First, the phylogeny used in this study was time-calibrated using secondary calibration points and host-plant divergence times due to a lack of in-group fossil data. While such a practice is fairly standard practice among studies of fossil-poor taxonomic groups, it compounds uncertainty in date estimation. The authors would do well to report the error bars from their time calibrations and consider the implications of this uncertainty in their discussion and conclusions. Furthermore, estimating what can be interpreted as extinction rates from lineages without fossil representation can prove methodologically problematic (see Rabosky, 2010 in Evolution), and the authors should also consider this in their discussion as a probable source of error.
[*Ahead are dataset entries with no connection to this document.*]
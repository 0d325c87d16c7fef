//! `modpak` is the primary CLI binary.

use clap::Parser;
use colored::Colorize;
use modpak::{
    Cli, ConsoleLines, FileBackend, PakError, PakResult, Pipeline, SettingsStore,
    default_manifest_path, init_theme, no_pause_requested, split_legacy_args,
    wait_for_acknowledgment,
};
use tracing_subscriber::EnvFilter;

//--------------------------------------------------------------------------------------------------
// Functions
//--------------------------------------------------------------------------------------------------

fn main() {
    // Only enable logging when RUST_LOG is set.
    init_tracing();

    let (args, legacy_args) = split_legacy_args(std::env::args_os());
    let pause = !no_pause_requested(&args);

    let code = match Cli::try_parse_from(args) {
        Ok(cli) => match run(cli, legacy_args) {
            Ok(()) => 0,
            Err(e) => {
                print_error(&e);
                1
            }
        },
        // Help and version land here too
        Err(e) => {
            let _ = e.print();
            if e.use_stderr() { 1 } else { 0 }
        }
    };

    if pause {
        wait_for_acknowledgment();
    }
    std::process::exit(code);
}

/// Print an error as a single styled line.
fn print_error(e: &PakError) {
    println!();
    match e {
        PakError::MissingModDirectory => {
            println!("  {} {}", "error[missing-input]".bright_red().bold(), e);
            println!(
                "    {}: modpak {}",
                "example".bright_blue().bold(),
                "\"C:\\ModFiles\\CookieHat\"".bright_white()
            );
        }
        PakError::Cancelled => {
            println!("  {} Operation cancelled", "✗".bright_red());
        }
        _ => {
            println!(
                "  {} {}",
                format!("error[{}]", e.kind()).bright_red().bold(),
                e
            );
        }
    }
    println!();
}

/// Initialize tracing. Only enables logging when RUST_LOG is set.
fn init_tracing() {
    let rust_log_set = std::env::var("RUST_LOG")
        .ok()
        .filter(|s| !s.is_empty())
        .is_some();

    if !rust_log_set {
        return;
    }

    let env_filter = EnvFilter::try_from_default_env().unwrap_or_else(|_| EnvFilter::new("info"));

    tracing_subscriber::fmt()
        .with_env_filter(env_filter)
        .with_target(false)
        .without_time()
        .init();
}

fn run(cli: Cli, legacy_args: Vec<String>) -> PakResult<()> {
    init_theme();

    let manifest_path = default_manifest_path()?;
    let store = SettingsStore::new(FileBackend::new(&cli.config_dir));
    let options = cli.pipeline_options(legacy_args, manifest_path);

    let mut pipeline = Pipeline::new(store, ConsoleLines, options);
    let result = pipeline.run();
    if result.is_err() {
        tracing::debug!("Run failed during {:?}", pipeline.stage());
    }

    let outcome = result?;
    if let Some(status) = outcome.exit_status {
        tracing::info!(
            "{} finished with {}",
            outcome.request.output_file.display(),
            status
        );
    }

    Ok(())
}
Second, the authors use a hybrid macroevolutionary modeling method (implementing Medusa, Morlon et al 2011, and TreePar) to identify and quantify diversification rate shifts to account for differnces in assumptions among the models. They do this in order to infer the number and position of rate shifts, as well as model how rates may vary between shift points. This study would be greatly improved if it were compared to the results of modeling these processes using BAMM (BAMM 2.5.0; Rabosky 2014), which can both infer likely rate shift points as well as quantify those shifts. While it is true that BAMM has come under criticism lately (Moore et al., 2016 in PNAS), many of these concerns have been addressed in subsequent literature (i.e. Rabosky et al 2017 in Systematic Biology).

Finally, the authors state that species were classified as Andean or non-Andean base on GPS coordinates and elevations, but do not state what the sources of this information were, nor what the criteria for classification were. The repeatability of this study would be greatly enhanced by the inclusion of this information.